Dominion operates 7,800 miles of pipelines in Virginia, West Virginia and four other states. The Virginia Corporation Commission has safety jurisdiction for more than 16,000 miles on intrastate pipelines that transport natural gas and hazardous liquids through the state.

Maria Bergheim, a pipeline opponent and resident of Loudoun County since 2009, said “There absolutely needs to be a warning way ahead of its scheduled vent(ing),” noting the September incident “took emergency resources away from where they could been (needed) elsewhere.”

“In this age of so many quick and easy methods of communication, it seems appropriate for consumers to be informed that there may be an odor,” said Cathy Frye, co-owner of the Brew LoCo coffee tea, wine and beer shop in the Lansdowne community in Loudoun. “That may have saved us, and our customers, the unwarranted concern and kept (telephone) lines we called free for real emergencies.
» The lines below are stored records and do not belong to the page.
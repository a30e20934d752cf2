//! core small types

use std::fmt::{Debug, Display};

/// Dense node handle, assigned in first-appearance order.
#[derive(Copy, Clone, Debug, PartialEq, Eq, PartialOrd, Ord, Hash)]
#[cfg_attr(feature = "serde", derive(serde::Serialize, serde::Deserialize))]
pub struct NodeId(pub usize);

/// Integer edge weight.
///
/// Shortest-path results are only meaningful for non-negative weights. Signed
/// implementations exist for convenience; the precondition is not checked.
pub trait Weight: Copy + Ord + Debug + Display + Send + Sync + 'static {
    fn zero() -> Self;

    /// Sum of two weights, or `None` when it is not representable.
    fn checked_add(self, rhs: Self) -> Option<Self>;
}

macro_rules! impl_weight {
    ($($t:ty),*) => {
        $(
            impl Weight for $t {
                fn zero() -> Self {
                    0
                }

                fn checked_add(self, rhs: Self) -> Option<Self> {
                    <$t>::checked_add(self, rhs)
                }
            }
        )*
    };
}

impl_weight!(u8, u16, u32, u64, usize, i32, i64);
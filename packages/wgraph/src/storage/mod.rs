pub mod weighted_graph;

pub use weighted_graph::{Edge, WeightedGraph};
use wgraph::{GraphBase, WeightedGraph, dijkstra, path_weight, reconstruct, shortest_path};

fn demo_graph() -> WeightedGraph<String, u64> {
    WeightedGraph::from_edges(
        [
            ("A", "B", 4),
            ("A", "C", 2),
            ("B", "C", 5),
            ("B", "D", 10),
            ("C", "E", 3),
            ("E", "D", 4),
            ("D", "F", 11),
        ],
        true,
    )
}

#[test]
fn demo_graph_distances_from_a() {
    let graph = demo_graph();
    let result = dijkstra(&graph, "A".to_string());

    let expected = [("A", 0), ("B", 4), ("C", 2), ("D", 9), ("E", 5), ("F", 20)];
    for (node, distance) in expected {
        assert_eq!(result.distance(node), Some(distance), "distance to {node}");
    }
    assert_eq!(result.len(), graph.order());
}

#[test]
fn demo_graph_path_a_to_d() {
    let graph = demo_graph();
    let result = dijkstra(&graph, "A".to_string());
    assert_eq!(result.path_to("D"), ["A", "C", "E", "D"]);

    let (distances, predecessors) = result.into_tables();
    let path = reconstruct(&predecessors, &distances, &"A".to_string(), &"D".to_string());
    assert_eq!(path, ["A", "C", "E", "D"]);
}

#[test]
fn path_weight_matches_distance() {
    let graph = demo_graph();
    let result = dijkstra(&graph, "A".to_string());
    for node in graph.nodes() {
        let path = result.path_to(node);
        assert_eq!(path.first().map(String::as_str), Some("A"));
        assert_eq!(path.last(), Some(node));
        let hops: Vec<&str> = path.iter().map(String::as_str).collect();
        assert_eq!(path_weight(&graph, hops.as_slice()), result.distance(node));
    }
}

#[test]
fn source_has_zero_distance_and_no_predecessor() {
    let graph = demo_graph();
    for start in graph.nodes() {
        let result = dijkstra(&graph, start.clone());
        assert_eq!(result.distance(start), Some(0));
        assert_eq!(result.predecessor(start), None);
    }
}

#[test]
fn unknown_node_is_unreachable() {
    let graph = demo_graph();
    let result = dijkstra(&graph, "A".to_string());
    assert_eq!(result.distance("Z"), None);
    assert!(result.path_to("Z").is_empty());
    assert!(shortest_path(&graph, "A".to_string(), &"Z".to_string()).is_empty());

    let (distances, predecessors) = result.into_tables();
    assert!(!distances.contains_key("Z"));
    assert!(reconstruct(&predecessors, &distances, &"A".to_string(), &"Z".to_string()).is_empty());
}

#[test]
fn single_node_without_edges() {
    let mut graph: WeightedGraph<String, u64> = WeightedGraph::new();
    graph.add_node("A".to_string());

    let result = dijkstra(&graph, "A".to_string());
    let (distances, predecessors) = result.clone().into_tables();
    assert_eq!(distances.len(), 1);
    assert_eq!(distances["A"], Some(0));
    assert_eq!(result.path_to("A"), ["A"]);
    assert_eq!(
        reconstruct(&predecessors, &distances, &"A".to_string(), &"A".to_string()),
        ["A"]
    );
}

#[test]
fn compute_is_idempotent() {
    let graph = demo_graph();
    let first = dijkstra(&graph, "B".to_string());
    let second = dijkstra(&graph, "B".to_string());
    assert_eq!(first, second);
    assert_eq!(first.into_tables(), second.into_tables());
}

#[test]
fn target_only_nodes_are_reachable_but_have_no_neighbors() {
    let graph = WeightedGraph::<String, u64>::from_edges([("a", "b", 1), ("b", "c", 2)], false);
    assert_eq!(graph.neighbors("c").count(), 0);

    let result = dijkstra(&graph, "a".to_string());
    assert_eq!(result.distance("c"), Some(3));
    assert_eq!(result.distance("a"), Some(0));

    let from_c = dijkstra(&graph, "c".to_string());
    assert_eq!(from_c.distance("a"), None);
    assert_eq!(from_c.predecessor("a"), None);
}

#[test]
fn cheaper_parallel_edge_wins() {
    let graph = WeightedGraph::<String, u64>::from_edges(
        [("a", "b", 9), ("a", "b", 3), ("b", "c", 1), ("a", "c", 5)],
        false,
    );
    let result = dijkstra(&graph, "a".to_string());
    assert_eq!(result.distance("b"), Some(3));
    assert_eq!(result.distance("c"), Some(4));
    assert_eq!(result.predecessor("c").map(String::as_str), Some("b"));
}

#[test]
fn queries_on_shared_graph_run_in_parallel() {
    let graph = demo_graph();
    let starts = ["A", "D", "F"];
    let results: Vec<_> = std::thread::scope(|scope| {
        let handles: Vec<_> = starts
            .iter()
            .map(|s| {
                let graph = &graph;
                scope.spawn(move || dijkstra(graph, s.to_string()))
            })
            .collect();
        handles.into_iter().map(|h| h.join().unwrap()).collect()
    });

    for (start, result) in starts.iter().zip(&results) {
        assert_eq!(result, &dijkstra(&graph, start.to_string()));
    }
    assert_eq!(results[2].distance("A"), Some(20));
}
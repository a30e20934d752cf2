use clap::{Parser, ValueEnum};
use std::path::PathBuf;

#[derive(Parser, Debug)]
#[command(
    name = "wgraph-demo",
    about = "Shortest distances and paths on a weighted graph",
    version
)]
pub struct Cli {
    /// Edge list with one `source target weight` per line. Uses the built-in sample graph if omitted.
    #[arg(long)]
    pub edges: Option<PathBuf>,

    /// Treat edges as one-way instead of mirroring them.
    #[arg(long)]
    pub directed: bool,

    #[arg(long, default_value = "A")]
    pub start: String,

    /// Also print the shortest path to this node.
    #[arg(long)]
    pub to: Option<String>,

    #[arg(long, value_enum, default_value_t = Format::Text)]
    pub format: Format,
}

#[derive(Copy, Clone, Debug, PartialEq, Eq, ValueEnum)]
pub enum Format {
    Text,
    Latex,
    Json,
}
// Player animation state as the host animator sees it

use super::info::BindingSet;

/// Gameplay modes, each with its own set of action animations
#[derive(Debug, Clone, Copy, PartialEq, Eq, Hash)]
pub enum GameplayMode {
    Default,
    Brawl,
    Running,
    Falling,
}

impl GameplayMode {
    pub const ALL: [GameplayMode; 4] = [
        GameplayMode::Default,
        GameplayMode::Brawl,
        GameplayMode::Running,
        GameplayMode::Falling,
    ];

    pub fn name(&self) -> &'static str {
        match self {
            Self::Default => "default",
            Self::Brawl => "brawl",
            Self::Running => "running",
            Self::Falling => "falling",
        }
    }
}

/// Action animation slots for one gameplay mode
#[derive(Debug, Clone, PartialEq, Default)]
pub struct ActionStateAnim {
    pub intro: String,
    pub intro_duration: f32,
    pub air_block: String,
    pub ground_block: String,
    pub idle: String,
    pub side_switch: String,
    pub high_attacks: Vec<String>,
    pub low_attacks: Vec<String>,
    pub jumps: Vec<String>,
    pub lands: Vec<String>,
    pub hurts: Vec<String>,
    pub has_slams: bool,
    pub ignore_slams: bool,
    pub slam_attacks: Vec<String>,
}

impl From<&BindingSet> for ActionStateAnim {
    /// Field-for-field copy; destructuring keeps the copy total
    fn from(bindings: &BindingSet) -> Self {
        let BindingSet {
            intro,
            intro_duration,
            air_block,
            ground_block,
            idle,
            side_switch,
            high_attacks,
            low_attacks,
            jumps,
            lands,
            hurts,
            has_slams,
            ignore_slams,
            slam_attacks,
        } = bindings.clone();

        Self {
            intro,
            intro_duration,
            air_block,
            ground_block,
            idle,
            side_switch,
            high_attacks,
            low_attacks,
            jumps,
            lands,
            hurts,
            has_slams,
            ignore_slams,
            slam_attacks,
        }
    }
}

/// The four per-mode action states of a player animator
#[derive(Debug, Clone, PartialEq, Default)]
pub struct ActionStateAnims {
    pub default: ActionStateAnim,
    pub brawl: ActionStateAnim,
    pub running: ActionStateAnim,
    pub falling: ActionStateAnim,
}

impl ActionStateAnims {
    pub fn get(&self, mode: GameplayMode) -> &ActionStateAnim {
        match mode {
            GameplayMode::Default => &self.default,
            GameplayMode::Brawl => &self.brawl,
            GameplayMode::Running => &self.running,
            GameplayMode::Falling => &self.falling,
        }
    }

    pub fn set(&mut self, mode: GameplayMode, anim: ActionStateAnim) {
        match mode {
            GameplayMode::Default => self.default = anim,
            GameplayMode::Brawl => self.brawl = anim,
            GameplayMode::Running => self.running = anim,
            GameplayMode::Falling => self.falling = anim,
        }
    }

    /// Every clip name referenced by any mode, for diagnostics
    pub fn referenced_clips(&self) -> Vec<&str> {
        let mut clips: Vec<&str> = GameplayMode::ALL
            .iter()
            .flat_map(|mode| {
                let anim = self.get(*mode);
                [
                    anim.intro.as_str(),
                    anim.air_block.as_str(),
                    anim.ground_block.as_str(),
                    anim.idle.as_str(),
                    anim.side_switch.as_str(),
                ]
                .into_iter()
                .chain(anim.high_attacks.iter().map(String::as_str))
                .chain(anim.low_attacks.iter().map(String::as_str))
                .chain(anim.jumps.iter().map(String::as_str))
                .chain(anim.lands.iter().map(String::as_str))
                .chain(anim.hurts.iter().map(String::as_str))
                .chain(anim.slam_attacks.iter().map(String::as_str))
            })
            .filter(|clip| !clip.is_empty())
            .collect();
        clips.sort_unstable();
        clips.dedup();
        clips
    }
}
use anyhow::{Context, Result};
use clap::Parser;
use log::{info, warn};
use std::path::PathBuf;
use std::sync::Arc;

use rhythm_character_loader::core::LoaderConfig;
use rhythm_character_loader::engine::assets::ManifestResolver;
use rhythm_character_loader::engine::injector::{
    CapabilityFactories, DeferredInjector, HostRootSlot, SceneNode,
};
use rhythm_character_loader::game::characters::{
    register_character_loader, CustomizeOutcome, ModContext, PlayerRig, SelectableCharacter,
    CHARACTER_LOADER,
};

/// Load custom character packages and dry-run them against headless players
#[derive(Parser, Debug)]
#[command(name = "rhythm-character-loader", version)]
struct Args {
    /// Host data directory holding the Characters folder
    #[arg(default_value = ".")]
    data_root: PathBuf,
}

#[tokio::main]
async fn main() -> Result<()> {
    // Initialize logger
    env_logger::Builder::from_default_env()
        .filter_level(log::LevelFilter::Info)
        .init();

    info!("Starting Rhythm Character Loader...");

    let args = Args::parse();
    let config = LoaderConfig::new(&args.data_root);
    info!("Data root: {}", config.data_root().display());

    // Composition root: one context shared by every host event
    let resolver = Arc::new(ManifestResolver::new());
    let context = Arc::new(ModContext::new(config.clone(), resolver));

    let mut factories = CapabilityFactories::new();
    register_character_loader(&mut factories, &context);

    let injector = Arc::new(DeferredInjector::new(factories, &config));
    injector
        .queue_capability(CHARACTER_LOADER)
        .context("Failed to queue character loader")?;

    let slot = Arc::new(HostRootSlot::new());
    let injection = {
        let injector = Arc::clone(&injector);
        let slot = Arc::clone(&slot);
        tokio::spawn(async move { injector.run_injection(slot.as_ref()).await })
    };

    // Stand-in for the host finishing its scene setup
    let scene = SceneNode::new("GameScene");
    slot.publish(scene.clone());

    let injected = injection
        .await
        .context("Injection task panicked")?
        .context("Injection failed")?;
    info!("Capabilities live on '{}'", injected.name());

    let registry = context.loaded().await;
    info!("Custom characters: {:?}", registry.names());
    if let Some(summary) = context.load_summary() {
        if summary.error_count() > 0 {
            warn!("{} package files were skipped", summary.error_count());
        }
    }

    // Dry run of the host events against headless players
    let mut list = vec![SelectableCharacter::new("Beat")
        .with_prefab("BeatPrefab")
        .with_assist_prefab("BeatAssist")];
    let added = context.build_character_list(&mut list);
    info!("Selection list has {} entries ({} custom)", list.len(), added);

    for name in registry.names() {
        let mut player = PlayerRig::new();
        match context.player_instantiated(&mut player, name) {
            Ok(CustomizeOutcome::Applied) => info!("'{}' applies cleanly", name),
            Ok(CustomizeOutcome::Skipped) => warn!("'{}' was skipped", name),
            Err(e) => warn!("'{}' failed to apply: {}", name, e),
        }
    }

    Ok(())
}
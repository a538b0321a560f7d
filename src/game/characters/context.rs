// Mod context: owns the loaded characters and answers host events

use super::customize::{CustomizationEngine, CustomizeError, CustomizeOutcome};
use super::loader::PackageLoader;
use super::registry::{CharacterRegistry, LoadSummary};
use super::roster::{append_custom_characters, SelectableCharacter};
use super::target::CustomizationTarget;
use crate::core::LoaderConfig;
use crate::engine::assets::AssetResolver;
use crate::engine::injector::{Capability, CapabilityFactories, CapabilityTag, HostObject};
use log::{debug, info, warn};
use std::sync::atomic::{AtomicBool, Ordering};
use std::sync::Arc;
use tokio::sync::watch;

/// Tag of the capability that starts character loading
pub const CHARACTER_LOADER: CapabilityTag = CapabilityTag::new("character-loader");

/// Result of the load batch, published as a unit
#[derive(Debug, Clone)]
struct Published {
    registry: Arc<CharacterRegistry>,
    summary: Arc<LoadSummary>,
}

/// Context passed to every inbound host event
///
/// The registry is published once, after the load batch completes. Until then
/// events see no registry and leave the host untouched, so customization can
/// never observe a half-filled registry.
pub struct ModContext {
    config: LoaderConfig,
    loader: PackageLoader,
    load_started: AtomicBool,
    published: watch::Sender<Option<Published>>,
}

impl ModContext {
    pub fn new(config: LoaderConfig, resolver: Arc<dyn AssetResolver>) -> Self {
        let (published, _) = watch::channel(None);
        Self {
            config,
            loader: PackageLoader::new(resolver),
            load_started: AtomicBool::new(false),
            published,
        }
    }

    pub fn config(&self) -> &LoaderConfig {
        &self.config
    }

    /// Run the load batch and publish the registry
    ///
    /// Only the first call loads; later calls return `None`. The summary stays
    /// readable through `load_summary` after the batch.
    pub async fn load_characters(&self) -> Option<Arc<LoadSummary>> {
        if self.load_started.swap(true, Ordering::SeqCst) {
            debug!("Characters are already loading");
            return None;
        }

        let mut registry = CharacterRegistry::new();
        let summary = registry
            .load_all(
                &self.loader,
                &self.config.characters_path(),
                self.config.extension(),
            )
            .await;

        let summary = Arc::new(summary);
        self.published.send_replace(Some(Published {
            registry: Arc::new(registry),
            summary: Arc::clone(&summary),
        }));
        Some(summary)
    }

    /// The registry, once the load batch has completed
    pub fn registry(&self) -> Option<Arc<CharacterRegistry>> {
        self.published
            .borrow()
            .as_ref()
            .map(|published| Arc::clone(&published.registry))
    }

    /// Diagnostics of the completed load batch
    pub fn load_summary(&self) -> Option<Arc<LoadSummary>> {
        self.published
            .borrow()
            .as_ref()
            .map(|published| Arc::clone(&published.summary))
    }

    /// Wait for the load batch to complete
    pub async fn loaded(&self) -> Arc<CharacterRegistry> {
        let mut receiver = self.published.subscribe();

        loop {
            let current = receiver.borrow_and_update().clone();
            if let Some(published) = current {
                return published.registry;
            }
            if receiver.changed().await.is_err() {
                std::future::pending::<()>().await;
            }
        }
    }

    /// Inbound event: the host spawned a player for the chosen character
    pub fn player_instantiated(
        &self,
        target: &mut dyn CustomizationTarget,
        character_name: &str,
    ) -> Result<CustomizeOutcome, CustomizeError> {
        let Some(registry) = self.registry() else {
            warn!(
                "Player '{}' spawned before characters finished loading, skipping",
                character_name
            );
            return Ok(CustomizeOutcome::Skipped);
        };

        CustomizationEngine::new(&registry).customize(target, character_name)
    }

    /// Inbound event: the host is building its selectable character list
    ///
    /// Returns how many custom characters were appended.
    pub fn build_character_list(&self, list: &mut Vec<SelectableCharacter>) -> usize {
        let Some(registry) = self.registry() else {
            warn!("Character list requested before characters finished loading");
            return 0;
        };

        let added = append_custom_characters(
            list,
            &registry.names(),
            self.config.baseline_character_hint(),
        );
        info!("Added {} custom characters to the selection list", added);
        added
    }
}

impl std::fmt::Debug for ModContext {
    fn fmt(&self, f: &mut std::fmt::Formatter<'_>) -> std::fmt::Result {
        f.debug_struct("ModContext")
            .field("config", &self.config)
            .field("loaded", &self.published.borrow().is_some())
            .finish()
    }
}

/// Capability that starts the load batch when attached to the host
pub struct CharacterLoaderCapability {
    context: Arc<ModContext>,
}

impl CharacterLoaderCapability {
    pub fn new(context: Arc<ModContext>) -> Self {
        Self { context }
    }
}

impl Capability for CharacterLoaderCapability {
    fn tag(&self) -> CapabilityTag {
        CHARACTER_LOADER
    }

    fn awake(&self, host: &Arc<dyn HostObject>) {
        info!("Character loader attached to '{}'", host.name());

        let context = Arc::clone(&self.context);
        tokio::spawn(async move {
            context.load_characters().await;
        });
    }
}

/// Register the character loader factory for `context`
pub fn register_character_loader(factories: &mut CapabilityFactories, context: &Arc<ModContext>) {
    let context = Arc::clone(context);
    factories.register(CHARACTER_LOADER, move || {
        Arc::new(CharacterLoaderCapability::new(Arc::clone(&context)))
    });
}
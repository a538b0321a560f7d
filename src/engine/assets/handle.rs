// Typed handles to resolved package resources

use serde::{Deserialize, Serialize};
use std::fmt;
use std::sync::Arc;

/// Unique identifier for a resource
#[derive(Debug, Clone, Copy, PartialEq, Eq, Hash)]
pub struct AssetId(pub(crate) u64);

impl AssetId {
    /// Create a new asset ID from a resource name
    pub fn from_name(name: &str) -> Self {
        use std::collections::hash_map::DefaultHasher;
        use std::hash::{Hash, Hasher};

        let mut hasher = DefaultHasher::new();
        name.hash(&mut hasher);
        Self(hasher.finish())
    }
}

/// Capability tag carried by every resolved resource
#[derive(Debug, Clone, PartialEq, Eq, Hash, Serialize, Deserialize)]
#[serde(rename_all = "kebab-case")]
pub enum ResourceKind {
    AnimationController,
    SpawnablePrefab,
    #[serde(untagged)]
    Other(String),
}

impl ResourceKind {
    pub fn as_str(&self) -> &str {
        match self {
            ResourceKind::AnimationController => "animation-controller",
            ResourceKind::SpawnablePrefab => "spawnable-prefab",
            ResourceKind::Other(kind) => kind,
        }
    }
}

impl fmt::Display for ResourceKind {
    fn fmt(&self, f: &mut fmt::Formatter<'_>) -> fmt::Result {
        f.write_str(self.as_str())
    }
}

/// Animation controller: the set of clips the host animator can play
#[derive(Debug, Clone, PartialEq, Eq)]
pub struct AnimationController {
    pub name: String,
    pub clips: Vec<String>,
}

/// Spawnable prefab: a content subtree the host can instantiate
#[derive(Debug, Clone, PartialEq, Eq)]
pub struct Prefab {
    pub name: String,
    /// Paths of the sprite renderers inside the prefab's subtree
    pub sprite_renderers: Vec<String>,
}

/// Handle to a resolved resource
///
/// Handles are cheap to clone; the underlying resource is shared.
#[derive(Debug, Clone)]
pub enum ResourceHandle {
    AnimationController(Arc<AnimationController>),
    SpawnablePrefab(Arc<Prefab>),
    Other { kind: String, id: AssetId },
}

impl ResourceHandle {
    pub fn kind(&self) -> ResourceKind {
        match self {
            ResourceHandle::AnimationController(_) => ResourceKind::AnimationController,
            ResourceHandle::SpawnablePrefab(_) => ResourceKind::SpawnablePrefab,
            ResourceHandle::Other { kind, .. } => ResourceKind::Other(kind.clone()),
        }
    }

    pub fn as_animation_controller(&self) -> Option<&Arc<AnimationController>> {
        match self {
            ResourceHandle::AnimationController(controller) => Some(controller),
            _ => None,
        }
    }

    pub fn as_prefab(&self) -> Option<&Arc<Prefab>> {
        match self {
            ResourceHandle::SpawnablePrefab(prefab) => Some(prefab),
            _ => None,
        }
    }
}

#[cfg(test)]
mod tests {
    use super::*;

    #[test]
    fn test_asset_id_from_name() {
        let id1 = AssetId::from_name("RoboPrefab");
        let id2 = AssetId::from_name("RoboPrefab");
        let id3 = AssetId::from_name("RoboAnim");

        assert_eq!(id1, id2, "Same names should produce same IDs");
        assert_ne!(id1, id3, "Different names should produce different IDs");
    }

    #[test]
    fn test_resource_kind_tags() {
        assert_eq!(ResourceKind::AnimationController.to_string(), "animation-controller");
        assert_eq!(ResourceKind::SpawnablePrefab.to_string(), "spawnable-prefab");
        assert_eq!(ResourceKind::Other("texture".into()).to_string(), "texture");
    }

    #[test]
    fn test_resource_kind_serde() {
        let kind: ResourceKind = serde_json::from_str(r#""spawnable-prefab""#).unwrap();
        assert_eq!(kind, ResourceKind::SpawnablePrefab);

        let kind: ResourceKind = serde_json::from_str(r#""audio-clip""#).unwrap();
        assert_eq!(kind, ResourceKind::Other("audio-clip".into()));
    }

    #[test]
    fn test_handle_accessors() {
        let handle = ResourceHandle::AnimationController(Arc::new(AnimationController {
            name: "RoboAnim".into(),
            clips: vec!["Idle".into()],
        }));

        assert_eq!(handle.kind(), ResourceKind::AnimationController);
        assert!(handle.as_animation_controller().is_some());
        assert!(handle.as_prefab().is_none());
    }
}
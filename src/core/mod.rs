// Core utilities shared by the engine and game layers

pub mod config;

pub use config::LoaderConfig;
As an asthmatic, I would have been sure to have my inhaler ready.”

Phyllis Randall, chair of the county’s Board of Supervisors, said she “requested that Dominion consider the weather forecast when scheduling venting activities. I have also asked Dominion to provide the county, members of the public and other stakeholders with more advanced notice so we can better anticipate the possibility of smelling of natural gas odorant which may help to allay concerns in the future.”

Pipeline critics seized on the spread of gas as “just one more indication of Dominion’s culture of disrespect,” said Nancy Sorrells, a former supervisor in Augusta County who co-chairs a community effort challenging Dominion’s plans for its Atlantic Coast Pipeline there.

On the same day as the venting operation in Loudoun County, activists and health experts testified against the Atlantic Coast Pipeline spotlighting the potential health impacts of venting and other operations at a compressor station Dominion has planned in Buckingham County, Virginia.

One of those who testified – Barbara Gottlieb, a researcher at Physicians for Social Responsibility – said some venting operations “generally are not made public” even if a pipeline operator has notified local government officials. She said the incident in Loudoun County would appear to reflect that.

A second round of venting work by Dominion Monday, October 3 was carried out without incident. Dominion issued an alert that also reached many homeowners’ associations the Friday beforehand explaining that “unlike the previous event, the October 3 venting will involve purging mostly air from the pipeline” during which “some trace amounts of natural gas odorant” might be released. “Local emergency management officials will be notified before and upon completion of the event.”

Dominion’s work at the Leesburg compressor station and a second station in Loudoun continues this week. The company explained in an alert on Friday that silencing equipment will “reduce as much sound as possible” and that “any smell (of gas odorant) will dissipate quickly under normal weather conditions.”

Jim Pierobon, a policy, marketing and social media strategist, was a founding contributor to Southeast Energy News. He passed away after a long battle with pancreatic cancer in 2018.